■ **Extracted material**

====

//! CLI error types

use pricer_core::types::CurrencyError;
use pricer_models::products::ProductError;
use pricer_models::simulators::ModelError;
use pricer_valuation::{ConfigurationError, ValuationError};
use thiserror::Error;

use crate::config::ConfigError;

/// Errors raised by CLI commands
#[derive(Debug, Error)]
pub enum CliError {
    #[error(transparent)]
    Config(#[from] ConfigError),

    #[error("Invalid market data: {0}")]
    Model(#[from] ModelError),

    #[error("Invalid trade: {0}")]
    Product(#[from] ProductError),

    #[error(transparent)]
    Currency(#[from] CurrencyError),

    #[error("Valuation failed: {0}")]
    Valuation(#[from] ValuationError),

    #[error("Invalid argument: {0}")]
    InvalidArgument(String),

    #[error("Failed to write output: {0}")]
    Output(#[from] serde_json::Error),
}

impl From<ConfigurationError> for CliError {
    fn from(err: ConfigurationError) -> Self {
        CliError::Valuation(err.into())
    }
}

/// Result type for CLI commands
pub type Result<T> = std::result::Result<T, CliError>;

====

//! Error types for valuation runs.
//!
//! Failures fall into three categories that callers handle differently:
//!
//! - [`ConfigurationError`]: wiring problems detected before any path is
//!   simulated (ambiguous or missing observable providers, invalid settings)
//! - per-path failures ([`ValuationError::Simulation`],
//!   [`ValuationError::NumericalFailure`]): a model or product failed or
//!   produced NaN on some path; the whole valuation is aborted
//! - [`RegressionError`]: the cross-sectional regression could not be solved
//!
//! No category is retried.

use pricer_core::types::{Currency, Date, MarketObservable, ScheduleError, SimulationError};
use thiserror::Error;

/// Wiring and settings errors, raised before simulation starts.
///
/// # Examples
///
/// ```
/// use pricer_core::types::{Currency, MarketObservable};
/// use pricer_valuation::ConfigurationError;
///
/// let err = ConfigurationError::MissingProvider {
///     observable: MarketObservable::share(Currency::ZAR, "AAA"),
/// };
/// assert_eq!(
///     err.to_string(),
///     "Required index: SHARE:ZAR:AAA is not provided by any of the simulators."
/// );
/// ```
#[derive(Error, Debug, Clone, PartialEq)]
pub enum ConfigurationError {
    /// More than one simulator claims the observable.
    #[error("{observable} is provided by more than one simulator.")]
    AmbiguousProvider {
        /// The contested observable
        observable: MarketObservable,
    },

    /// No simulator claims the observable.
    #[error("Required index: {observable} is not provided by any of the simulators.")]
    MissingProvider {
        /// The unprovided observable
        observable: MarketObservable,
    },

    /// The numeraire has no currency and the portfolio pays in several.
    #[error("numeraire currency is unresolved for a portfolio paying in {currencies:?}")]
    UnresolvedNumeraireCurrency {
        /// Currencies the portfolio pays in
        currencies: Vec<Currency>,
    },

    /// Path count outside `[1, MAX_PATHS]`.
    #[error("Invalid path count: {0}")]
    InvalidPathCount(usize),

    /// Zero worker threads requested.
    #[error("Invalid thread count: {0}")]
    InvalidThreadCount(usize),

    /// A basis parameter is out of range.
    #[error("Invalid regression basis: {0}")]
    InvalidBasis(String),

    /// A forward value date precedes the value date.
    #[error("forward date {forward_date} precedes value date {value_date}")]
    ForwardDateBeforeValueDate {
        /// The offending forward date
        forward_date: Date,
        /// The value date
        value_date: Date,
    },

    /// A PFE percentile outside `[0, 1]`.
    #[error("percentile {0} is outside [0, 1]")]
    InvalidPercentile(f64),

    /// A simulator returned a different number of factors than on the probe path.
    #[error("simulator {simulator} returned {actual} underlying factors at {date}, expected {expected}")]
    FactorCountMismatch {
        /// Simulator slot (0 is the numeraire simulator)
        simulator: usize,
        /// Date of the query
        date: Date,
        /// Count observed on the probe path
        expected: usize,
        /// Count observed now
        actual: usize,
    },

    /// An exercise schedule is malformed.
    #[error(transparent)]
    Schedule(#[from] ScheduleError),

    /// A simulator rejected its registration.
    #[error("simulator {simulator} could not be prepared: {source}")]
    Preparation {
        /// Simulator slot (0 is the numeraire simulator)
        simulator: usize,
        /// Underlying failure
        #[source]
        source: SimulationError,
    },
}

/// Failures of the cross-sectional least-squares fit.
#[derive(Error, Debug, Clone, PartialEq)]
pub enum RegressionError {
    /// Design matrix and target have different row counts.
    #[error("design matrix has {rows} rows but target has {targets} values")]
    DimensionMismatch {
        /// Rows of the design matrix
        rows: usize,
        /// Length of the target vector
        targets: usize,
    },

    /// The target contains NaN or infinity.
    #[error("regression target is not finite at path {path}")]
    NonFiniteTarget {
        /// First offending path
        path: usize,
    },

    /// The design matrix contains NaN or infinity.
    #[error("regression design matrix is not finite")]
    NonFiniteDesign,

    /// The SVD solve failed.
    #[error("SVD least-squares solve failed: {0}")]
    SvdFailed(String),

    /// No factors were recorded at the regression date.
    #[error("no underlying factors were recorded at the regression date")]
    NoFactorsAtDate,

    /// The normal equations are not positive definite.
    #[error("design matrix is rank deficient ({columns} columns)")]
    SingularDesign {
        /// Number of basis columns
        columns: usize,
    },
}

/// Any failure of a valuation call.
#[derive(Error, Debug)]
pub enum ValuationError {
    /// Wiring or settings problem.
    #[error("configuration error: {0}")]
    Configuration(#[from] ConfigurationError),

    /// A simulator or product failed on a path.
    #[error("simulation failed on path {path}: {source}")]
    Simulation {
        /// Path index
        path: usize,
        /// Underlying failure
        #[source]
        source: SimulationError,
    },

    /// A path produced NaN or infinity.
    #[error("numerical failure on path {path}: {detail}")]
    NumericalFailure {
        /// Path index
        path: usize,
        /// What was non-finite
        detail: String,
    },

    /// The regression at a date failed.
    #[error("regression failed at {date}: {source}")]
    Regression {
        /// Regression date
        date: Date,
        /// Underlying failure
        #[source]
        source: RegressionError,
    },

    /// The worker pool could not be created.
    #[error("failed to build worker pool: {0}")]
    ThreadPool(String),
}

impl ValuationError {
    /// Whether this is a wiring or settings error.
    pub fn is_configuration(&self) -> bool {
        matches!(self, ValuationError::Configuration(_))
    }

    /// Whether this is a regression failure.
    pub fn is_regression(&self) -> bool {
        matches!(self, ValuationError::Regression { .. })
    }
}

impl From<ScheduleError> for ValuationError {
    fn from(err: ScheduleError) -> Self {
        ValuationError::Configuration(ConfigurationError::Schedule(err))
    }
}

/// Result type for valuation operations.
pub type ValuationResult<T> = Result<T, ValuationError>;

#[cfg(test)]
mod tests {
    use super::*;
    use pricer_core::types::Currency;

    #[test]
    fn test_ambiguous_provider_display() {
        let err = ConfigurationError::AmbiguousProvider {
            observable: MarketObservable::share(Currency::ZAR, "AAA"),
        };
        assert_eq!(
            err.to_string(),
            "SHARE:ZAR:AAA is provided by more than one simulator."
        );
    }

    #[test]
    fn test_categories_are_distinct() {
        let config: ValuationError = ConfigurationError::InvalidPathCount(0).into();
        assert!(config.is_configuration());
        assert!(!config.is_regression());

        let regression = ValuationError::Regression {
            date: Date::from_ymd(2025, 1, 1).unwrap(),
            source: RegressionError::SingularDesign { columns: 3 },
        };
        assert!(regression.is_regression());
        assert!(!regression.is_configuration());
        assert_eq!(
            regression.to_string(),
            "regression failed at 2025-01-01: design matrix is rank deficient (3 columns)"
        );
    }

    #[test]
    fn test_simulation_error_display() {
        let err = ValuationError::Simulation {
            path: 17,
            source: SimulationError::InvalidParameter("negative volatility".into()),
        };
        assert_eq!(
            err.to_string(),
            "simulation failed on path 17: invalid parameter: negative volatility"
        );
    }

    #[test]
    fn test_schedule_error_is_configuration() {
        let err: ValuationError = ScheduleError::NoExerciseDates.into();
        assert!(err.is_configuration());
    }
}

====

■ **Activity**
Please, from the material above, copy only the lines from the line with "currency is unresolved" up to and including the line with "of the query", exactly as written.

■ **Written response**
    #[error("numeraire currency is unresolved for a portfolio paying in {currencies:?}")]
    UnresolvedNumeraireCurrency {
        /// Currencies the portfolio pays in
        currencies: Vec<Currency>,
    },

    /// Path count outside `[1, MAX_PATHS]`.
    #[error("Invalid path count: {0}")]
    InvalidPathCount(usize),

    /// Zero worker threads requested.
    #[error("Invalid thread count: {0}")]
    InvalidThreadCount(usize),

    /// A basis parameter is out of range.
    #[error("Invalid regression basis: {0}")]
    InvalidBasis(String),

    /// A forward value date precedes the value date.
    #[error("forward date {forward_date} precedes value date {value_date}")]
    ForwardDateBeforeValueDate {
        /// The offending forward date
        forward_date: Date,
        /// The value date
        value_date: Date,
    },

    /// A PFE percentile outside `[0, 1]`.
    #[error("percentile {0} is outside [0, 1]")]
    InvalidPercentile(f64),

    /// A simulator returned a different number of factors than on the probe path.
    #[error("simulator {simulator} returned {actual} underlying factors at {date}, expected {expected}")]
    FactorCountMismatch {
        /// Simulator slot (0 is the numeraire simulator)
        simulator: usize,
        /// Date of the query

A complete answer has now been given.